Feel free to post a benchmarking procedure that would let one
person produce fair results. Results ought to be reproducable:
you, I, and an NT kernel developer all get the same answers.

From another post where you tried to list the ways they blew it:

> If you intend to push a system to its limits, you damn well better
> be prepared to tune it properly or you are just wasting your time.
> On any operating system.  You will never find joe-user running his
> system into the ground with thousands of simultanious connections
> and ten thousand files in a mail directory, so it's silly to
> configure the system from a joe-user perspective.

So every FreeBSD server requires an expensive admin to tune it?
That Win2K solution is looking good now. :-)
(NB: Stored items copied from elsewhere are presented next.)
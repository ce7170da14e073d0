use std::collections::HashMap;
use std::fmt::Debug;
use std::hash::Hash;

use crate::error::{GraphError, Result};
use crate::state::{SupportEdge, TraversalState};

/// Bounds shared by node and edge keys.
pub trait GraphKey: Eq + Hash + Clone + Debug {}

impl<T: Eq + Hash + Clone + Debug> GraphKey for T {}

/// Arena index of a node. Stable for the lifetime of the graph; slots of
/// removed nodes are never reused.
#[derive(Debug, Clone, Copy, PartialEq, Eq, Hash, PartialOrd, Ord)]
pub struct NodeId(pub(crate) usize);

impl NodeId {
    pub fn index(self) -> usize {
        self.0
    }
}

/// Arena index of an edge. Same stability rules as [`NodeId`].
#[derive(Debug, Clone, Copy, PartialEq, Eq, Hash, PartialOrd, Ord)]
pub struct EdgeId(pub(crate) usize);

impl EdgeId {
    pub fn index(self) -> usize {
        self.0
    }
}

/// A vertex: the caller's key plus its adjacency lists.
#[derive(Debug, Clone)]
pub struct Node<N> {
    key: N,
    outgoing: Vec<EdgeId>,
    incoming: Vec<EdgeId>,
}

impl<N> Node<N> {
    pub fn key(&self) -> &N {
        &self.key
    }

    pub fn out_degree(&self) -> usize {
        self.outgoing.len()
    }

    pub fn in_degree(&self) -> usize {
        self.incoming.len()
    }
}

/// A directed edge with a non-negative length.
#[derive(Debug, Clone)]
pub struct Edge<E> {
    id: EdgeId,
    key: E,
    source: NodeId,
    target: NodeId,
    length: f64,
}

impl<E> Edge<E> {
    pub fn id(&self) -> EdgeId {
        self.id
    }

    pub fn key(&self) -> &E {
        &self.key
    }

    pub fn source(&self) -> NodeId {
        self.source
    }

    pub fn target(&self) -> NodeId {
        self.target
    }

    /// Cost of traversing the edge. Always finite and `>= 0`.
    pub fn length(&self) -> f64 {
        self.length
    }
}

/// In-memory directed graph: node and edge arenas, key lookup maps, and
/// per-node adjacency lists.
///
/// Edges are indexed in both directions: a node's `outgoing` list holds the
/// edges leaving it, `incoming` the edges entering it. Both lists are
/// maintained by `insert_edge` / `remove_edge`, so an isolated node simply
/// has two empty lists.
///
/// Traversal state is not stored here. Algorithms write into a
/// [`TraversalState`], which lets several traversals share one `&Graph`.
#[derive(Debug, Clone)]
pub struct Graph<N, E> {
    nodes: Vec<Option<Node<N>>>,
    edges: Vec<Option<Edge<E>>>,
    node_index: HashMap<N, NodeId>,
    edge_index: HashMap<E, EdgeId>,
}

impl<N, E> Graph<N, E> {
    pub fn new() -> Self {
        Self {
            nodes: Vec::new(),
            edges: Vec::new(),
            node_index: HashMap::new(),
            edge_index: HashMap::new(),
        }
    }

    /// Pre-allocate for a known graph size.
    pub fn with_capacity(node_count: usize, edge_count: usize) -> Self {
        Self {
            nodes: Vec::with_capacity(node_count),
            edges: Vec::with_capacity(edge_count),
            node_index: HashMap::with_capacity(node_count),
            edge_index: HashMap::with_capacity(edge_count),
        }
    }

    pub fn node_count(&self) -> usize {
        self.node_index.len()
    }

    pub fn edge_count(&self) -> usize {
        self.edge_index.len()
    }

    /// Number of node slots, including tombstones of removed nodes.
    /// Traversal side tables are sized to this.
    pub(crate) fn node_slots(&self) -> usize {
        self.nodes.len()
    }

    pub fn node(&self, id: NodeId) -> Option<&Node<N>> {
        self.nodes.get(id.0).and_then(|slot| slot.as_ref())
    }

    pub fn node_key(&self, id: NodeId) -> Option<&N> {
        self.node(id).map(|n| &n.key)
    }

    pub fn edge(&self, id: EdgeId) -> Option<&Edge<E>> {
        self.edges.get(id.0).and_then(|slot| slot.as_ref())
    }

    /// Live edges in insertion order.
    pub fn edges(&self) -> impl Iterator<Item = &Edge<E>> {
        self.edges.iter().filter_map(|slot| slot.as_ref())
    }

    /// Live node keys in insertion order.
    pub fn nodes(&self) -> impl Iterator<Item = &N> {
        self.nodes.iter().filter_map(|slot| slot.as_ref().map(|n| &n.key))
    }

    /// Source and target keys of an edge belonging to this graph.
    pub fn endpoints(&self, edge: &Edge<E>) -> Option<(&N, &N)> {
        Some((self.node_key(edge.source)?, self.node_key(edge.target)?))
    }

    pub(crate) fn out_edges(&self, id: NodeId) -> impl Iterator<Item = &Edge<E>> {
        let ids = self.node(id).map(|n| n.outgoing.as_slice()).unwrap_or(&[]);
        ids.iter().filter_map(move |&eid| self.edge(eid))
    }

    pub(crate) fn in_edges(&self, id: NodeId) -> impl Iterator<Item = &Edge<E>> {
        let ids = self.node(id).map(|n| n.incoming.as_slice()).unwrap_or(&[]);
        ids.iter().filter_map(move |&eid| self.edge(eid))
    }

    /// Approximate memory usage in bytes.
    pub fn memory_usage(&self) -> usize {
        use std::mem::size_of;

        let node_slots = self.nodes.capacity() * size_of::<Option<Node<N>>>();
        let edge_slots = self.edges.capacity() * size_of::<Option<Edge<E>>>();
        let adjacency: usize = self
            .nodes
            .iter()
            .flatten()
            .map(|n| (n.outgoing.capacity() + n.incoming.capacity()) * size_of::<EdgeId>())
            .sum();
        // Rough per-entry overhead for the two key maps (key + id + control bytes).
        let index_mem = self.node_index.len() * (size_of::<N>() + size_of::<NodeId>() + 8)
            + self.edge_index.len() * (size_of::<E>() + size_of::<EdgeId>() + 8);

        node_slots + edge_slots + adjacency + index_mem
    }
}

impl<N: GraphKey, E: GraphKey> Graph<N, E> {
    /// Register a node. Returns `false` if a node with an equal key is
    /// already present, in which case nothing changes.
    pub fn add_node(&mut self, key: N) -> bool {
        if self.node_index.contains_key(&key) {
            return false;
        }
        let id = NodeId(self.nodes.len());
        self.node_index.insert(key.clone(), id);
        self.nodes.push(Some(Node {
            key,
            outgoing: Vec::new(),
            incoming: Vec::new(),
        }));
        true
    }

    /// Remove a node together with every edge touching it.
    pub fn remove_node(&mut self, key: &N) -> bool {
        let Some(id) = self.node_id(key) else {
            return false;
        };

        let incident: Vec<EdgeId> = self
            .node(id)
            .map(|n| n.outgoing.iter().chain(n.incoming.iter()).copied().collect())
            .unwrap_or_default();
        for eid in incident {
            self.remove_edge_by_id(eid);
        }

        self.nodes[id.0] = None;
        self.node_index.remove(key);
        true
    }

    pub fn contains_node(&self, key: &N) -> bool {
        self.node_index.contains_key(key)
    }

    pub fn node_id(&self, key: &N) -> Option<NodeId> {
        self.node_index.get(key).copied()
    }

    /// Insert a directed edge between two member nodes.
    ///
    /// Fails if either endpoint is not in the graph, if `key` is already
    /// used by another edge, or if `length` is negative or not finite.
    /// Parallel edges between the same pair are fine as long as their keys
    /// differ.
    pub fn insert_edge(&mut self, key: E, source: &N, target: &N, length: f64) -> Result<EdgeId> {
        let source_id = self
            .node_id(source)
            .ok_or_else(|| GraphError::unknown_node(source))?;
        let target_id = self
            .node_id(target)
            .ok_or_else(|| GraphError::unknown_node(target))?;
        self.check_edge(&key, length)?;

        let id = EdgeId(self.edges.len());
        self.edge_index.insert(key.clone(), id);
        self.edges.push(Some(Edge {
            id,
            key,
            source: source_id,
            target: target_id,
            length,
        }));
        if let Some(Some(node)) = self.nodes.get_mut(source_id.0) {
            node.outgoing.push(id);
        }
        if let Some(Some(node)) = self.nodes.get_mut(target_id.0) {
            node.incoming.push(id);
        }
        Ok(id)
    }

    /// Key and length checks of `insert_edge`, without touching the graph.
    pub(crate) fn check_edge(&self, key: &E, length: f64) -> Result<()> {
        if self.edge_index.contains_key(key) {
            return Err(GraphError::DuplicateEdge(format!("{:?}", key)));
        }
        if !length.is_finite() || length < 0.0 {
            return Err(GraphError::InvalidLength {
                edge: format!("{:?}", key),
                length,
            });
        }
        Ok(())
    }

    pub fn remove_edge(&mut self, key: &E) -> bool {
        match self.edge_id(key) {
            Some(id) => self.remove_edge_by_id(id),
            None => false,
        }
    }

    fn remove_edge_by_id(&mut self, id: EdgeId) -> bool {
        let Some(edge) = self.edges.get_mut(id.0).and_then(|slot| slot.take()) else {
            return false;
        };
        self.edge_index.remove(&edge.key);
        if let Some(Some(node)) = self.nodes.get_mut(edge.source.0) {
            node.outgoing.retain(|&e| e != id);
        }
        if let Some(Some(node)) = self.nodes.get_mut(edge.target.0) {
            node.incoming.retain(|&e| e != id);
        }
        true
    }

    pub fn contains_edge(&self, key: &E) -> bool {
        self.edge_index.contains_key(key)
    }

    /// True if at least one edge leads from `source` to `target`, whatever
    /// its key.
    pub fn contains_edge_between(&self, source: &N, target: &N) -> bool {
        match (self.node_id(source), self.node_id(target)) {
            (Some(s), Some(t)) => self.out_edges(s).any(|e| e.target == t),
            _ => false,
        }
    }

    pub fn edge_id(&self, key: &E) -> Option<EdgeId> {
        self.edge_index.get(key).copied()
    }

    /// Edges leaving `key`. Empty for nodes without outgoing edges and for
    /// keys that are not in the graph.
    pub fn outgoing_edges<'a>(&'a self, key: &N) -> impl Iterator<Item = &'a Edge<E>> + 'a {
        let id = self.node_id(key);
        id.into_iter().flat_map(move |id| self.out_edges(id))
    }

    /// Edges entering `key`. Empty for nodes without incoming edges and for
    /// keys that are not in the graph.
    pub fn incoming_edges<'a>(&'a self, key: &N) -> impl Iterator<Item = &'a Edge<E>> + 'a {
        let id = self.node_id(key);
        id.into_iter().flat_map(move |id| self.in_edges(id))
    }

    /// Outgoing then incoming edges of `key`. A self-loop is reported twice,
    /// once per side.
    pub fn incident_edges<'a>(&'a self, key: &N) -> impl Iterator<Item = &'a Edge<E>> + 'a {
        self.outgoing_edges(key).chain(self.incoming_edges(key))
    }

    /// Prepare `state` for a traversal rooted at `root`: every node loses its
    /// support edge, then `root` gets the root marker.
    ///
    /// Must precede every fresh traversal; the algorithms in this crate call
    /// it themselves. Calling it twice in a row is the same as calling it
    /// once.
    pub fn reset_support_edges(&self, state: &mut TraversalState, root: &N) -> Result<NodeId> {
        let root_id = self
            .node_id(root)
            .ok_or_else(|| GraphError::unknown_node(root))?;
        state.clear_support_edges(self.node_slots());
        state.set_support_edge(root_id, SupportEdge::Root);
        Ok(root_id)
    }

    /// Set every node's potential to `initial`. Support edges are untouched.
    pub fn reset_potentials(&self, state: &mut TraversalState, initial: f64) {
        state.fill_potentials(self.node_slots(), initial);
    }
}

impl<N, E> Default for Graph<N, E> {
    fn default() -> Self {
        Self::new()
    }
}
These admins now... they never quit their job at just the wrong
moment, people always have a hot-spare admin, or you think one
can find and hire a really good admin as soon as needed?

Nobody would ever have an unplanned demand that would run the
"system into the ground with thousands of simultanious connections
and ten thousand files in a mail directory" of course, especially
when the admin isn't available. After all, the OS couldn't cope.
Wait, wasn't this where FreeBSD was supposed to be really good
while Linux and Win2K sucked? Hmmm, interesting.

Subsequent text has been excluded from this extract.